Assessment of the biodegradation potential of psychrotrophic microorganisms.

Bioremediation of polluted temperate and cold temperature environments may require the activity of psychrotrophic bacteria, because their low temperature growth range parallels the ambient temperatures encountered in these environments. In the present study, 135 psychrotrophic microorganisms isolated from a variety of ecosystems in Canada were examined for their ability to mineralize 14C-labelled toluene, naphthalene, dodecane, hexadecane, 2-chlorobiphenyl, and pentachlorophenol.

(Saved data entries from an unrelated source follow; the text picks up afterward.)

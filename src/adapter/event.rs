//! Round events.
//!
//! Every observable change in a round is reported as a `RoundEvent`. The
//! core pushes them; it never expects anything back.

use serde::{Deserialize, Serialize};

use crate::core::Card;

/// Something that happened during a round.
#[derive(Clone, Debug, PartialEq, Eq, Serialize, Deserialize)]
pub enum RoundEvent {
    /// A new board was dealt, all cards face down.
    BoardReady { cards: Vec<Card> },
    /// A card was turned face up.
    CardRevealed(Card),
    /// Two cards with the same symbol were found.
    Matched(Card, Card),
    /// Two cards with different symbols were turned up.
    Mismatched(Card, Card),
    /// A mismatched pair was turned back face down.
    CardsConcealed(Card, Card),
    /// The score changed (or was reset at round start).
    ScoreChanged(u32),
    /// The last pair was found.
    RoundWon { final_score: u32 },
    /// The clock ran out.
    RoundTimedOut { final_score: u32 },
    /// One second elapsed.
    Tick { remaining: u32 },
    /// The countdown (re)started at `seconds`.
    TimerStarted { seconds: u32 },
    /// The mute preference changed.
    MuteChanged(bool),
}

impl RoundEvent {
    /// Does this event end the round?
    #[must_use]
    pub fn is_round_end(&self) -> bool {
        matches!(self, RoundEvent::RoundWon { .. } | RoundEvent::RoundTimedOut { .. })
    }

    /// Stable short name, used in logs.
    #[must_use]
    pub fn name(&self) -> &'static str {
        match self {
            RoundEvent::BoardReady { .. } => "board_ready",
            RoundEvent::CardRevealed(_) => "card_revealed",
            RoundEvent::Matched(..) => "match",
            RoundEvent::Mismatched(..) => "mismatch",
            RoundEvent::CardsConcealed(..) => "cards_concealed",
            RoundEvent::ScoreChanged(_) => "score_changed",
            RoundEvent::RoundWon { .. } => "round_won",
            RoundEvent::RoundTimedOut { .. } => "round_timed_out",
            RoundEvent::Tick { .. } => "tick",
            RoundEvent::TimerStarted { .. } => "timer_started",
            RoundEvent::MuteChanged(_) => "mute_changed",
        }
    }
}
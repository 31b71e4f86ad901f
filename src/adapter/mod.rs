//! Core-to-presentation boundary.
//!
//! The round core reports state changes as `RoundEvent`s pushed into a
//! `RoundObserver`. Rendering, sound and decoration live entirely on the
//! observer side; nothing here depends on a display or audio backend.
//!
//! ## Example
//!
//! ```
//! use memory_match::adapter::{EventLog, RoundEvent, RoundObserver};
//!
//! let mut log = EventLog::new();
//! log.on_event(&RoundEvent::ScoreChanged(10));
//! assert_eq!(log.events(), &[RoundEvent::ScoreChanged(10)]);
//! ```

mod event;
mod observer;

pub use event::RoundEvent;
pub use observer::{EventLog, RoundObserver, TracingObserver};

/// Render seconds as `MM:SS`, the format of the round clock.
///
/// ```
/// assert_eq!(memory_match::adapter::format_clock(75), "01:15");
/// ```
#[must_use]
pub fn format_clock(secs: u32) -> String {
    format!("{:02}:{:02}", secs / 60, secs % 60)
}

#[cfg(test)]
mod tests {
    use super::*;

    #[test]
    fn test_format_clock() {
        assert_eq!(format_clock(0), "00:00");
        assert_eq!(format_clock(9), "00:09");
        assert_eq!(format_clock(60), "01:00");
        assert_eq!(format_clock(3599), "59:59");
        assert_eq!(format_clock(6000), "100:00");
    }
}
//! Turn resolution state machine.
//!
//! ```text
//!            select            select (match)
//!   Empty ───────────► OneSelected ──────────────► Empty
//!     ▲                     │
//!     │ conceal             │ select (mismatch)
//!     └──── Resolving ◄─────┘
//! ```
//!
//! While `Resolving`, every selection is dropped. That lock is what keeps a
//! third card out of an unresolved turn.

use serde::{Deserialize, Serialize};
use tracing::{debug, trace};

use crate::adapter::RoundEvent;
use crate::core::{Card, CardId, RoundState};

/// Selection state of the current turn.
#[derive(Clone, Copy, Debug, Default, PartialEq, Eq, Serialize, Deserialize)]
pub enum TurnState {
    /// No card face up this turn.
    #[default]
    Empty,
    /// One card face up, waiting for its partner.
    OneSelected(CardId),
    /// A mismatched pair is face up, waiting to be concealed. Input is locked.
    Resolving { first: CardId, second: CardId },
}

/// Why a selection was dropped.
#[derive(Clone, Copy, Debug, PartialEq, Eq)]
pub enum IgnoreReason {
    /// A mismatched pair is still face up.
    Resolving,
    /// The card is already paired.
    AlreadyMatched,
    /// The card is the one already selected this turn.
    AlreadySelected,
    /// No card with that ID on the board.
    UnknownCard,
    /// The round has ended.
    RoundOver,
}

/// Result of a selection.
#[derive(Clone, Copy, Debug, PartialEq, Eq)]
pub enum SelectOutcome {
    /// Nothing changed.
    Ignored(IgnoreReason),
    /// First card of the turn turned up.
    Revealed(CardId),
    /// Second card matched the first. `round_won` is set on the last pair.
    Matched {
        first: CardId,
        second: CardId,
        round_won: bool,
    },
    /// Second card did not match. Both stay up until `conceal`.
    Mismatched { first: CardId, second: CardId },
}

impl SelectOutcome {
    /// Did the selection change any state?
    #[must_use]
    pub fn is_ignored(&self) -> bool {
        matches!(self, SelectOutcome::Ignored(_))
    }
}

/// Tracks the cards selected in the current turn and resolves pairs.
///
/// Holds only card IDs. The board and round counters are borrowed from the
/// controller on every call.
#[derive(Clone, Debug, Default)]
pub struct TurnResolver {
    state: TurnState,
}

impl TurnResolver {
    /// Create a resolver with an empty turn.
    pub fn new() -> Self {
        Self::default()
    }

    /// Current selection state.
    #[must_use]
    pub fn state(&self) -> TurnState {
        self.state
    }

    /// Is input locked until a mismatch is concealed?
    #[must_use]
    pub fn is_resolving(&self) -> bool {
        matches!(self.state, TurnState::Resolving { .. })
    }

    /// Drop the current turn without touching any card.
    pub fn reset(&mut self) {
        self.state = TurnState::Empty;
    }

    /// Select a card.
    ///
    /// Events are appended to `events` in the order they happen.
    pub fn select(
        &mut self,
        id: CardId,
        cards: &mut [Card],
        round: &mut RoundState,
        events: &mut Vec<RoundEvent>,
    ) -> SelectOutcome {
        if let Some(reason) = self.reject_reason(id, cards, round) {
            trace!(card = %id, ?reason, "selection ignored");
            return SelectOutcome::Ignored(reason);
        }

        let card = &mut cards[id.index()];
        card.revealed = true;
        events.push(RoundEvent::CardRevealed(*card));

        match self.state {
            TurnState::Empty => {
                self.state = TurnState::OneSelected(id);
                SelectOutcome::Revealed(id)
            }
            TurnState::OneSelected(first) => {
                self.state = TurnState::Resolving { first, second: id };
                self.resolve_pair(first, id, cards, round, events)
            }
            // Rejected above
            TurnState::Resolving { .. } => SelectOutcome::Ignored(IgnoreReason::Resolving),
        }
    }

    fn reject_reason(&self, id: CardId, cards: &[Card], round: &RoundState) -> Option<IgnoreReason> {
        if !round.is_playing() {
            return Some(IgnoreReason::RoundOver);
        }
        if self.is_resolving() {
            return Some(IgnoreReason::Resolving);
        }
        let Some(card) = cards.get(id.index()) else {
            return Some(IgnoreReason::UnknownCard);
        };
        if card.matched {
            return Some(IgnoreReason::AlreadyMatched);
        }
        if self.state == TurnState::OneSelected(id) {
            return Some(IgnoreReason::AlreadySelected);
        }
        None
    }

    fn resolve_pair(
        &mut self,
        first: CardId,
        second: CardId,
        cards: &mut [Card],
        round: &mut RoundState,
        events: &mut Vec<RoundEvent>,
    ) -> SelectOutcome {
        if cards[first.index()].pairs_with(&cards[second.index()]) {
            cards[first.index()].matched = true;
            cards[second.index()].matched = true;
            let round_won = round.record_match();
            debug!(%first, %second, score = round.score, matched = round.matched_pairs, "pair matched");

            events.push(RoundEvent::Matched(cards[first.index()], cards[second.index()]));
            events.push(RoundEvent::ScoreChanged(round.score));
            if round_won {
                events.push(RoundEvent::RoundWon {
                    final_score: round.score,
                });
            }

            self.state = TurnState::Empty;
            SelectOutcome::Matched {
                first,
                second,
                round_won,
            }
        } else {
            let changed = round.record_mismatch();
            debug!(%first, %second, score = round.score, "pair mismatched");

            events.push(RoundEvent::Mismatched(cards[first.index()], cards[second.index()]));
            if changed {
                events.push(RoundEvent::ScoreChanged(round.score));
            }

            SelectOutcome::Mismatched { first, second }
        }
    }

    /// Turn a mismatched pair back face down and unlock input.
    ///
    /// Returns false (and does nothing) unless a mismatch is pending.
    pub fn conceal(&mut self, cards: &mut [Card], events: &mut Vec<RoundEvent>) -> bool {
        let TurnState::Resolving { first, second } = self.state else {
            return false;
        };

        for id in [first, second] {
            if let Some(card) = cards.get_mut(id.index()) {
                if !card.matched {
                    card.revealed = false;
                }
            }
        }
        self.state = TurnState::Empty;

        if let (Some(a), Some(b)) = (cards.get(first.index()), cards.get(second.index())) {
            events.push(RoundEvent::CardsConcealed(*a, *b));
        }
        debug!(%first, %second, "mismatched pair concealed");
        true
    }
}

#[cfg(test)]
mod tests {
    use super::*;
    use crate::core::SymbolId;

    /// Board laid out as A A B B.
    fn board() -> Vec<Card> {
        [0, 0, 1, 1]
            .iter()
            .enumerate()
            .map(|(i, &s)| Card::new(CardId::new(i as u16), SymbolId::new(s)))
            .collect()
    }

    fn id(i: u16) -> CardId {
        CardId::new(i)
    }

    #[test]
    fn test_first_selection_reveals() {
        let mut cards = board();
        let mut round = RoundState::new(2, 60);
        let mut events = Vec::new();
        let mut resolver = TurnResolver::new();

        let outcome = resolver.select(id(2), &mut cards, &mut round, &mut events);

        assert_eq!(outcome, SelectOutcome::Revealed(id(2)));
        assert_eq!(resolver.state(), TurnState::OneSelected(id(2)));
        assert!(cards[2].revealed);
        assert_eq!(events, vec![RoundEvent::CardRevealed(cards[2])]);
    }

    #[test]
    fn test_match() {
        let mut cards = board();
        let mut round = RoundState::new(2, 60);
        let mut events = Vec::new();
        let mut resolver = TurnResolver::new();

        resolver.select(id(0), &mut cards, &mut round, &mut events);
        let outcome = resolver.select(id(1), &mut cards, &mut round, &mut events);

        assert_eq!(
            outcome,
            SelectOutcome::Matched {
                first: id(0),
                second: id(1),
                round_won: false,
            }
        );
        assert_eq!(resolver.state(), TurnState::Empty);
        assert!(cards[0].matched && cards[1].matched);
        assert_eq!(round.score, 10);
        assert_eq!(round.matched_pairs, 1);
        assert_eq!(
            events.iter().filter(|e| matches!(e, RoundEvent::Matched(..))).count(),
            1
        );
        assert_eq!(events.last(), Some(&RoundEvent::ScoreChanged(10)));
    }

    #[test]
    fn test_mismatch_locks_until_concealed() {
        let mut cards = board();
        let mut round = RoundState::new(2, 60);
        round.score = 5;
        let mut events = Vec::new();
        let mut resolver = TurnResolver::new();

        resolver.select(id(0), &mut cards, &mut round, &mut events);
        let outcome = resolver.select(id(2), &mut cards, &mut round, &mut events);

        assert_eq!(
            outcome,
            SelectOutcome::Mismatched {
                first: id(0),
                second: id(2),
            }
        );
        assert!(resolver.is_resolving());
        assert_eq!(round.score, 4);
        assert!(cards[0].revealed && cards[2].revealed);

        // Third card is rejected, not queued
        let before_cards = cards.clone();
        let before_round = round.clone();
        let before_events = events.len();
        assert_eq!(
            resolver.select(id(3), &mut cards, &mut round, &mut events),
            SelectOutcome::Ignored(IgnoreReason::Resolving)
        );
        assert_eq!(cards, before_cards);
        assert_eq!(round, before_round);
        assert_eq!(events.len(), before_events);

        assert!(resolver.conceal(&mut cards, &mut events));
        assert_eq!(resolver.state(), TurnState::Empty);
        assert!(!cards[0].revealed && !cards[2].revealed);
        assert!(matches!(events.last(), Some(RoundEvent::CardsConcealed(..))));
    }

    #[test]
    fn test_mismatch_at_zero_score_emits_no_score_change() {
        let mut cards = board();
        let mut round = RoundState::new(2, 60);
        let mut events = Vec::new();
        let mut resolver = TurnResolver::new();

        resolver.select(id(1), &mut cards, &mut round, &mut events);
        resolver.select(id(3), &mut cards, &mut round, &mut events);

        assert_eq!(round.score, 0);
        assert!(!events.iter().any(|e| matches!(e, RoundEvent::ScoreChanged(_))));
        assert_eq!(
            events.iter().filter(|e| matches!(e, RoundEvent::Mismatched(..))).count(),
            1
        );
    }

    #[test]
    fn test_reselecting_same_card_is_ignored() {
        let mut cards = board();
        let mut round = RoundState::new(2, 60);
        let mut events = Vec::new();
        let mut resolver = TurnResolver::new();

        resolver.select(id(0), &mut cards, &mut round, &mut events);
        assert_eq!(
            resolver.select(id(0), &mut cards, &mut round, &mut events),
            SelectOutcome::Ignored(IgnoreReason::AlreadySelected)
        );
        assert_eq!(resolver.state(), TurnState::OneSelected(id(0)));
        assert_eq!(round.matched_pairs, 0);
    }

    #[test]
    fn test_matched_card_is_ignored() {
        let mut cards = board();
        let mut round = RoundState::new(2, 60);
        let mut events = Vec::new();
        let mut resolver = TurnResolver::new();

        resolver.select(id(0), &mut cards, &mut round, &mut events);
        resolver.select(id(1), &mut cards, &mut round, &mut events);
        assert_eq!(
            resolver.select(id(1), &mut cards, &mut round, &mut events),
            SelectOutcome::Ignored(IgnoreReason::AlreadyMatched)
        );
        assert_eq!(resolver.state(), TurnState::Empty);
    }

    #[test]
    fn test_unknown_card_is_ignored() {
        let mut cards = board();
        let mut round = RoundState::new(2, 60);
        let mut events = Vec::new();
        let mut resolver = TurnResolver::new();

        assert_eq!(
            resolver.select(id(99), &mut cards, &mut round, &mut events),
            SelectOutcome::Ignored(IgnoreReason::UnknownCard)
        );
        assert!(events.is_empty());
    }

    #[test]
    fn test_round_won_once() {
        let mut cards = board();
        let mut round = RoundState::new(2, 60);
        let mut events = Vec::new();
        let mut resolver = TurnResolver::new();

        for i in [0, 1, 2, 3] {
            resolver.select(id(i), &mut cards, &mut round, &mut events);
        }

        assert_eq!(round.score, 20);
        assert_eq!(round.matched_pairs, 2);
        assert_eq!(
            events.iter().filter(|e| matches!(e, RoundEvent::RoundWon { .. })).count(),
            1
        );
        assert_eq!(events.last(), Some(&RoundEvent::RoundWon { final_score: 20 }));
    }

    #[test]
    fn test_selection_after_round_over() {
        let mut cards = board();
        let mut round = RoundState::new(2, 60);
        round.phase = crate::core::RoundPhase::TimedOut;
        let mut events = Vec::new();
        let mut resolver = TurnResolver::new();

        assert_eq!(
            resolver.select(id(0), &mut cards, &mut round, &mut events),
            SelectOutcome::Ignored(IgnoreReason::RoundOver)
        );
        assert!(!cards[0].revealed);
    }

    #[test]
    fn test_conceal_without_mismatch_is_noop() {
        let mut cards = board();
        let mut events = Vec::new();
        let mut resolver = TurnResolver::new();

        assert!(!resolver.conceal(&mut cards, &mut events));
        assert!(events.is_empty());
    }
}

A number of the psychrotrophic strains mineralized toluene, naphthalene, dodecane, and hexadecane. None of the psychrotrophs were capable of mineralizing 2-chlorobiphenyl or pentachlorophenol. Those strains demonstrating mineralization activity were subsequently screened by the polymerase chain reaction (PCR) and Southern hybridization of PCR products for the presence of catabolic genes (alkB, ndoB, todCl, and xylE) involved in known bacterial biodegradative pathways for these compounds. Some of the psychrotrophs able to mineralize toluene and naphthalene possessed catabolic genes that hybridized to xylE or todCl, and ndoB, respectively. The alkB PCR fragments obtained from the strains that mineralized dodecane and hexadecane did not hybridize to an alkB gene probe derived from Pseudomonas oleovorans. Psychrotrophic strain Q15, identified as a Rhodococcus sp., also mineralized the C28 n-paraffin octacosane. A gene probe constructed from the "alkB" PCR fragment from strain Q15 did hybridize with the alkB PCR fragments from most of the psychrotrophic alkane biodegraders, indicating that the alkB primers may be amplifying another gene(s), perhaps with low homology to P. oleovorans alkB, which may be involved in the biodegradation of both short chain (dodecane) and longer chain alkanes (hexadecane, octacosane). All of the psychrotrophic biodegradative isolates examined were capable of mineralization activity at both 23 and 5 degrees C, indicating their potential for low temperature bioremediation of petroleum hydrocarbon contaminated sites.